From laolu32 at gmail.com  Mon Aug 16 19:55:48 2021
From: laolu32 at gmail.com (Olaoluwa Osuntokun)
Date: Mon, 16 Aug 2021 12:55:48 -0700
Subject: [Lightning-dev] #zerobasefee
In-Reply-To: <8c14f528-03e8-495a-bf0f-27c15fe1e6b0@mattcorallo.com>
References: <20210815010037.GA3971@erisian.com.au>
 <8c14f528-03e8-495a-bf0f-27c15fe1e6b0@mattcorallo.com>
Message-ID: <CAO3Pvs_0cj7kxyVjMDy9=Fj-+qaUa20Yxt7QHEOXUUv6+Ti0fQ@mail.gmail.com>

Matt wrote:
> I'm frankly still very confused why we're having these conversations now

1000% this!!

This entire conversation strikes me as extremely premature and backwards
tbh.  Someone experimenting with a new approach shouldn't prompt us to
immediately modify the protocol to better "fit" the approach, particularly
before any sort of comparative analysis has even been published. At this
point, to my knowledge we don't even have an independent implementation of
the algorithm that has been tightly integrated into an existing LN
implementation. We don't know in which conditions the algorithm excels, and
in which conditions this improvement is maybe negligible (likely when payAmt
<< chanCapacity).

I think part of the difficulty here lies in the current lack of a robust
framework to use in comparing the efficacy of different approaches. Even in
this domain, there're a number of end traits to optimize for including: path
finding length, total CLTV delay across all shards, the amount of resulting
splits (goal should be consume less commitment space), attempt iteration
latency, amount/path randomization, path finding memory, etc, etc.

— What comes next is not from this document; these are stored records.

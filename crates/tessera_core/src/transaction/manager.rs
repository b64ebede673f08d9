//! Transaction manager.

use crate::commit::{CommitRecord, CommitRecordIndex};
use crate::error::{JournalError, JournalResult};
use crate::stats::JournalStats;
use crate::transaction::{TimestampService, Tx};
use crate::types::{IsolationLevel, Timestamp, TxId};
use parking_lot::RwLock;
use std::collections::BTreeMap;
use std::sync::Arc;
use std::time::Duration;
use tracing::debug;

/// Largest start time a transaction identifier can carry.
const MAX_START: Timestamp = i64::MAX as Timestamp;

/// Issues transaction identifiers and tracks active transactions.
///
/// Read-write transactions start at a fresh timestamp. Read-only and
/// read-committed transactions start at a commit time, so several of them
/// may ask for the same one; each gets the first unused identifier between
/// the requested time and the next commit.
#[derive(Debug)]
pub struct TransactionManager {
    timestamps: Arc<TimestampService>,
    active: RwLock<BTreeMap<TxId, Arc<Tx>>>,
    stats: Arc<JournalStats>,
}

impl TransactionManager {
    /// Creates a manager drawing start times from `timestamps`.
    pub(crate) fn new(timestamps: Arc<TimestampService>, stats: Arc<JournalStats>) -> Self {
        Self {
            timestamps,
            active: RwLock::new(BTreeMap::new()),
            stats,
        }
    }

    /// Starts a transaction.
    ///
    /// `current` is the last durable commit; commits still in flight are
    /// never chosen as a read basis.
    pub(crate) fn begin(
        &self,
        level: IsolationLevel,
        commits: &CommitRecordIndex,
        current: &Arc<CommitRecord>,
    ) -> JournalResult<TxId> {
        let mut active = self.active.write();
        let id = match level {
            IsolationLevel::Unisolated => return Ok(TxId::UNISOLATED),
            IsolationLevel::ReadWrite => TxId::read_write(self.timestamps.next()),
            IsolationLevel::ReadCommitted => {
                let from = current.timestamp().max(1);
                let until = commits.find_next(from)?;
                Self::unused_read_only(&active, from, until)?
            }
            IsolationLevel::ReadOnly(ts) => {
                if ts == 0 || ts > MAX_START {
                    return Err(JournalError::invalid_operation(format!(
                        "read-only transaction time out of range: {ts}"
                    )));
                }
                let until = commits.find_next(ts)?;
                Self::unused_read_only(&active, ts, until)?
            }
        };

        let basis = match commits.find(id.start())? {
            Some(record) if record.timestamp() > current.timestamp() => Arc::clone(current),
            Some(record) => record,
            None => Arc::new(CommitRecord::empty()),
        };
        let tx = Arc::new(Tx::new(id, level, basis));
        debug!(tx = %id, ?level, read_basis = tx.read_basis(), "began transaction");
        active.insert(id, tx);
        self.stats.record_tx_start();
        Ok(id)
    }

    fn unused_read_only(
        active: &BTreeMap<TxId, Arc<Tx>>,
        from: Timestamp,
        until: Option<Timestamp>,
    ) -> JournalResult<TxId> {
        let limit = until.unwrap_or(MAX_START).min(MAX_START);
        (from..limit.max(from + 1))
            .map(TxId::read_only)
            .find(|id| !active.contains_key(id))
            .ok_or_else(|| JournalError::Contention {
                resource: format!("read-only transaction ids in [{from}, {limit})"),
                waited: Duration::ZERO,
            })
    }

    /// The active transaction `id`.
    ///
    /// # Errors
    ///
    /// Returns `TxNotActive` for unknown or finished transactions.
    pub fn get(&self, id: TxId) -> JournalResult<Arc<Tx>> {
        self.active
            .read()
            .get(&id)
            .cloned()
            .ok_or(JournalError::TxNotActive { tx: id })
    }

    /// True if `id` names an active transaction.
    #[must_use]
    pub fn is_active(&self, id: TxId) -> bool {
        self.active.read().contains_key(&id)
    }

    /// Number of active transactions.
    #[must_use]
    pub fn active_count(&self) -> usize {
        self.active.read().len()
    }

    /// Smallest read basis among active transactions.
    #[must_use]
    pub fn earliest_read_basis(&self) -> Option<Timestamp> {
        self.active.read().values().map(|tx| tx.read_basis()).min()
    }

    /// Ends a prepared transaction.
    pub(crate) fn finish(&self, tx: &Tx, committed: bool) {
        tx.finish(committed);
        self.active.write().remove(&tx.id());
        if committed {
            self.stats.record_tx_commit();
        } else {
            self.stats.record_tx_abort();
        }
        debug!(tx = %tx.id(), committed, "finished transaction");
    }
}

This also isn't the first time someone has attempted to adapt typical
flow-based algorithms to path finding in the LN setting. T-bast from ACINQ
initially attempted to adapt a greedy flow-based algorithm [1], but found
that a number of implementation related edge cases (he cites that the
min+max constraints in addition to the normal fee limit most implementations
as barriers to adapting the algorithm) led him to go with a simpler approach
to then iterate off of. I'd be curious to hear from T-bast w.r.t how this
new approach differs from his initial approach, and if he spots any
yet-to-be-recognized implementation level complexities to properly
integrating flow based algorithms into path finding.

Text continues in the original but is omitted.